REQUIREMENT
Copy the result of filtering the entries below for lines that include the string "join".

MATERIAL SUPPLIED
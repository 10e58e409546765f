use anyhow::{bail, Context, Result};
use serde_json::Value;

use crate::config::ConfigStore;
use crate::model::Issue;

/// Well-known parameter naming the dataset file to load.
pub const DATA_PATH_PARAM: &str = "ISSUES_DATA_PATH";

/// Reads the configured dataset file and types its records.
pub struct DataLoader<'a> {
  store: &'a ConfigStore,
}

impl<'a> DataLoader<'a> {
  pub fn new(store: &'a ConfigStore) -> DataLoader<'a> {
    DataLoader { store }
  }

  /// Resolve the dataset path, read and decode the file, and parse every
  /// record in source order. All failures here are fatal: an unset path, an
  /// unreadable file, malformed JSON, or any record whose parse fails.
  pub fn load_issues(&self) -> Result<Vec<Issue>> {
    let path = match self.store.get_parameter(DATA_PATH_PARAM)? {
      Some(Value::String(path)) => path,
      Some(other) => bail!("{} must be a string path, got {}", DATA_PATH_PARAM, other),
      None => bail!("{} is not set in the environment or config file", DATA_PATH_PARAM),
    };

    let text = std::fs::read_to_string(&path).with_context(|| format!("reading dataset file {}", path))?;

    let records: Vec<Value> =
      serde_json::from_str(&text).with_context(|| format!("dataset file {} is not a JSON array", path))?;

    records
      .iter()
      .enumerate()
      .map(|(idx, raw)| Issue::parse(raw).with_context(|| format!("parsing issue record #{} in {}", idx, path)))
      .collect()
  }
}

#[cfg(test)]
mod tests {
  use super::*;
  use crate::config::{ConfigStore, CONFIG_FILE_NAME};
  use crate::model::State;
  use serial_test::serial;

  fn write_dataset(dir: &std::path::Path, content: &str) -> String {
    let path = dir.join("issues.json");
    std::fs::write(&path, content).unwrap();
    path.to_string_lossy().to_string()
  }

  fn store_pointing_at(dir: &std::path::Path, data_path: &str) -> ConfigStore {
    let config = serde_json::json!({ DATA_PATH_PARAM: data_path });
    std::fs::write(dir.join(CONFIG_FILE_NAME), config.to_string()).unwrap();
    ConfigStore::with_search_root(dir)
  }

  #[test]
  #[serial]
  fn loads_typed_issues_from_configured_path() {
    let dir = tempfile::TempDir::new().unwrap();
    let data = write_dataset(dir.path(), r#"[{"number": 1, "state": "open", "events": []}]"#);
    let store = store_pointing_at(dir.path(), &data);

    std::env::remove_var(DATA_PATH_PARAM);
    let issues = DataLoader::new(&store).load_issues().unwrap();

    assert_eq!(issues.len(), 1);
    assert_eq!(issues[0].number, 1);
    assert_eq!(issues[0].state, State::Open);
    assert!(issues[0].events.is_empty());
  }

  #[test]
  #[serial]
  fn unset_data_path_is_a_clear_error() {
    let dir = tempfile::TempDir::new().unwrap();
    let store = ConfigStore::with_search_root(dir.path());

    std::env::remove_var(DATA_PATH_PARAM);
    let err = DataLoader::new(&store).load_issues().unwrap_err();

    assert!(format!("{:#}", err).contains(DATA_PATH_PARAM));
  }

  #[test]
  #[serial]
  fn missing_dataset_file_propagates() {
    let dir = tempfile::TempDir::new().unwrap();
    let store = store_pointing_at(dir.path(), "/definitely/not/here.json");

    std::env::remove_var(DATA_PATH_PARAM);
    let err = DataLoader::new(&store).load_issues().unwrap_err();

    assert!(format!("{:#}", err).contains("/definitely/not/here.json"));
  }

  #[test]
  #[serial]
  fn malformed_dataset_json_propagates() {
    let dir = tempfile::TempDir::new().unwrap();
    let data = write_dataset(dir.path(), "{not an array");
    let store = store_pointing_at(dir.path(), &data);

    std::env::remove_var(DATA_PATH_PARAM);
    assert!(DataLoader::new(&store).load_issues().is_err());
  }

  #[test]
  #[serial]
  fn bad_record_names_its_index() {
    let dir = tempfile::TempDir::new().unwrap();
    let data = write_dataset(
      dir.path(),
      r#"[{"number": 1, "state": "open"}, {"number": 2, "state": "unknown"}]"#,
    );
    let store = store_pointing_at(dir.path(), &data);

    std::env::remove_var(DATA_PATH_PARAM);
    let err = DataLoader::new(&store).load_issues().unwrap_err();
    let msg = format!("{:#}", err);

    assert!(msg.contains("record #1"));
    assert!(msg.contains("unknown"));
  }

  #[test]
  #[serial]
  fn env_override_redirects_the_load() {
    let dir = tempfile::TempDir::new().unwrap();
    let configured = write_dataset(dir.path(), r#"[{"number": 1, "state": "open"}]"#);
    let store = store_pointing_at(dir.path(), &configured);

    let other = dir.path().join("override.json");
    std::fs::write(&other, r#"[{"number": 7, "state": "closed"}]"#).unwrap();

    std::env::set_var(DATA_PATH_PARAM, other.to_string_lossy().to_string());
    let issues = DataLoader::new(&store).load_issues().unwrap();
    std::env::remove_var(DATA_PATH_PARAM);

    assert_eq!(issues.len(), 1);
    assert_eq!(issues[0].number, 7);
    assert_eq!(issues[0].state, State::Closed);
  }
}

SOLUTION BELOW
    let path = dir.join("issues.json");
    std::fs::write(dir.join(CONFIG_FILE_NAME), config.to_string()).unwrap();
    let other = dir.path().join("override.json");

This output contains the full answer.